Continuous-flow electrosynthesis of urea and oxalic acid by CO2-nitrate reduction and glycerol oxidation
Shuanglong Zhou, Yue Shi, Yu Dai, Tianrong Zhan, Jianping Lai, Lei Wang
Abstract
ABSTRACT Urea and oxalic acid are critical component in various chemical manufacturing industries. However, achieving simultaneous generation of urea and oxalic acid in a continuous-flow electrolyzer is a challenge. Herein, we report a continuous-flow electrolyzer equipped with 9-square centimeter-effective area gas diffusion electrodes (GDE) which can simultaneously catalyze the glycerol oxidation reaction in the anode region and the reduction reaction of CO 2 and nitrate in the cathode region, producing oxalic acid and urea at both the anode and cathode , respectively. The current density at low cell voltage (0.9 V) remained above 18.7 mA cm –2 for 10 consecutive electrolysis cycles (120 h in total), and the Faraday efficiency of oxalic acid (67.1%) and urea (70.9%) did not decay.
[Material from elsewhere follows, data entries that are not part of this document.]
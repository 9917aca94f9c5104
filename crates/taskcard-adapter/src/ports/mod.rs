/*
[INPUT]:  Collaborator contracts consumed by task views
[OUTPUT]: TaskService, Notifier and Clipboard traits
[POS]:    Ports layer - seams between views and the outside world
[UPDATE]: When a view needs a new collaborator
*/

pub mod clipboard;
pub mod notifier;
pub mod task_service;

pub use clipboard::{Clipboard, ClipboardError};
pub use notifier::Notifier;
pub use task_service::TaskService;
Experimental and theoretical studies show that in terms of the formation of C–N bond at the cathode, Pd-sites can provide protons for the hydrogenation process of CO 2 and NO 3 – , Cu-sites can promote the generation of *COOH and Bi-sites can stabilize *COOH. In addition, in terms of glycerol oxidation , the introduction of Cu and Bi into Pd metallene promotes the oxidation of hydroxyl groups and the cleavage of C–C bond in glycerol molecules, respectively.